The prison is one of 11 that have been shut down in the last few years because of a lack of prisoners. For whatever reason -- the bad economy, demographic shifts or better policing -- violent crime is down 5.5 percent nationally in the past year. In Richmond, once the nation’s homicide capital per capita, crime is down 6.2 percent.
So how did Virginians get stuck with so many unneeded prisons anyway?
One place to look is George Allen, the former governor and senator who is now running for his old Senate seat.
Back in 1993, Allen, a Republican, was running for governor behind Attorney General. Mary Sue Terry. So, Allen exploited what was seen as a very big issue back then -- crime. Allen pressed the idea of making Virginia a tough-on-crime state, and he promised to end parole. And that’s what he did after he won the election. Plus, he led Virginia on a big prison expansion to handle the state’s fast-expanding prison population.
Although the Grayson prison was built after Allen had moved on to the U.S. Senate, it is still part of his legacy.

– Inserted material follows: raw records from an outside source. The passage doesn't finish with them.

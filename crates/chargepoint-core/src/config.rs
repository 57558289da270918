//! Integration constants, per-account options and config entries.
//!
//! A `ConfigEntry` is what the config flow produces and what the host keeps
//! in its own storage between runs. The core only defines the shape; the
//! host decides where it lives.

use std::collections::BTreeMap;
use std::time::Duration;

use serde::{Deserialize, Serialize};
use tracing::warn;

use crate::auth::SessionToken;
use crate::models::ChargerId;

/// Integration domain, used as the device identifier namespace
pub const DOMAIN: &str = "chargepoint";

/// Display name of the integration
pub const NAME: &str = "ChargePoint";

pub const VERSION: &str = env!("CARGO_PKG_VERSION");

pub const ATTRIBUTION: &str = "Data provided by https://www.chargepoint.com";

pub const ISSUE_URL: &str = "https://github.com/mbillow/ha-chargepoint/issues";

/// Poll intervals offered to the user, in seconds
pub const POLL_INTERVAL_OPTIONS: [(&str, u64); 5] = [
    ("30 seconds", 30),
    ("1 minute", 60),
    ("3 minutes", 180),
    ("5 minutes", 300),
    ("10 minutes", 600),
];

/// Default poll interval in seconds
pub const POLL_INTERVAL_DEFAULT: u64 = 180;

pub fn is_valid_poll_interval(secs: u64) -> bool {
    POLL_INTERVAL_OPTIONS.iter().any(|(_, v)| *v == secs)
}

#[derive(Debug, Clone, PartialEq, Eq, Serialize, Deserialize)]
pub struct Options {
    #[serde(default = "default_poll_interval")]
    pub poll_interval: u64,
}

fn default_poll_interval() -> u64 {
    POLL_INTERVAL_DEFAULT
}

impl Default for Options {
    fn default() -> Self {
        Self {
            poll_interval: POLL_INTERVAL_DEFAULT,
        }
    }
}

impl Options {
    /// Interval the host should tick at, falling back to the default when
    /// the stored value is not one of the offered options.
    pub fn poll_interval(&self) -> Duration {
        if is_valid_poll_interval(self.poll_interval) {
            Duration::from_secs(self.poll_interval)
        } else {
            warn!(
                poll_interval = self.poll_interval,
                default = POLL_INTERVAL_DEFAULT,
                "Invalid poll interval, using default"
            );
            Duration::from_secs(POLL_INTERVAL_DEFAULT)
        }
    }
}

/// One configured account.
#[derive(Debug, Clone, PartialEq, Serialize, Deserialize)]
pub struct ConfigEntry {
    /// The account username; at most one entry per username
    pub unique_id: String,
    pub title: String,
    pub username: String,
    /// Last token issued for this account, reused on the next start
    pub access_token: Option<SessionToken>,
    #[serde(default)]
    pub options: Options,
    /// Charger id to host zone/area name
    #[serde(default)]
    pub zones: BTreeMap<ChargerId, String>,
}

impl ConfigEntry {
    pub fn zone_for(&self, charger_id: ChargerId) -> Option<&str> {
        self.zones.get(&charger_id).map(|z| z.as_str())
    }
}

/// All configured entries, as held by the host.
#[derive(Debug, Clone, Default, PartialEq, Serialize, Deserialize)]
pub struct ConfigEntries {
    #[serde(default)]
    entries: Vec<ConfigEntry>,
}

impl ConfigEntries {
    pub fn new() -> Self {
        Self::default()
    }

    pub fn get(&self, unique_id: &str) -> Option<&ConfigEntry> {
        self.entries.iter().find(|e| e.unique_id == unique_id)
    }

    pub fn contains(&self, unique_id: &str) -> bool {
        self.get(unique_id).is_some()
    }

    /// Add an entry unless one with the same unique id exists.
    /// Returns whether the entry was added.
    pub fn insert(&mut self, entry: ConfigEntry) -> bool {
        if self.contains(&entry.unique_id) {
            return false;
        }
        self.entries.push(entry);
        true
    }

    /// Replace the entry with the same unique id. Returns whether one existed.
    pub fn update(&mut self, entry: ConfigEntry) -> bool {
        match self.entries.iter_mut().find(|e| e.unique_id == entry.unique_id) {
            Some(existing) => {
                *existing = entry;
                true
            }
            None => false,
        }
    }

    pub fn remove(&mut self, unique_id: &str) -> Option<ConfigEntry> {
        let index = self.entries.iter().position(|e| e.unique_id == unique_id)?;
        Some(self.entries.remove(index))
    }

    pub fn iter(&self) -> impl Iterator<Item = &ConfigEntry> {
        self.entries.iter()
    }

    pub fn len(&self) -> usize {
        self.entries.len()
    }

    pub fn is_empty(&self) -> bool {
        self.entries.is_empty()
    }
}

And here’s where the Republican-Democratic views flip. It was Democratic Gov. Tim Kaine who proposed cutting back on unneeded prisons to help balance the state’s budget. Cutting funding is supposed to be a GOP specialty.
Unfortunately, in the case of Grayson County’s facility, the cut came with a $700,000-plus a year maintenance price tag. It is unclear what the best solution might be. Virginia could import prisoners from other states and try to house them at a profit. But other states are seeing crime reductions, too, and might be similarly short of prisoners.
The people who are stuck are those in Grayson County, which is in high-unemployment Southwest Virginia. Some 300 to 350 jobs were supposed to have been created. Maybe McDonnell, the “jobs” governor, can figure out what to tell them.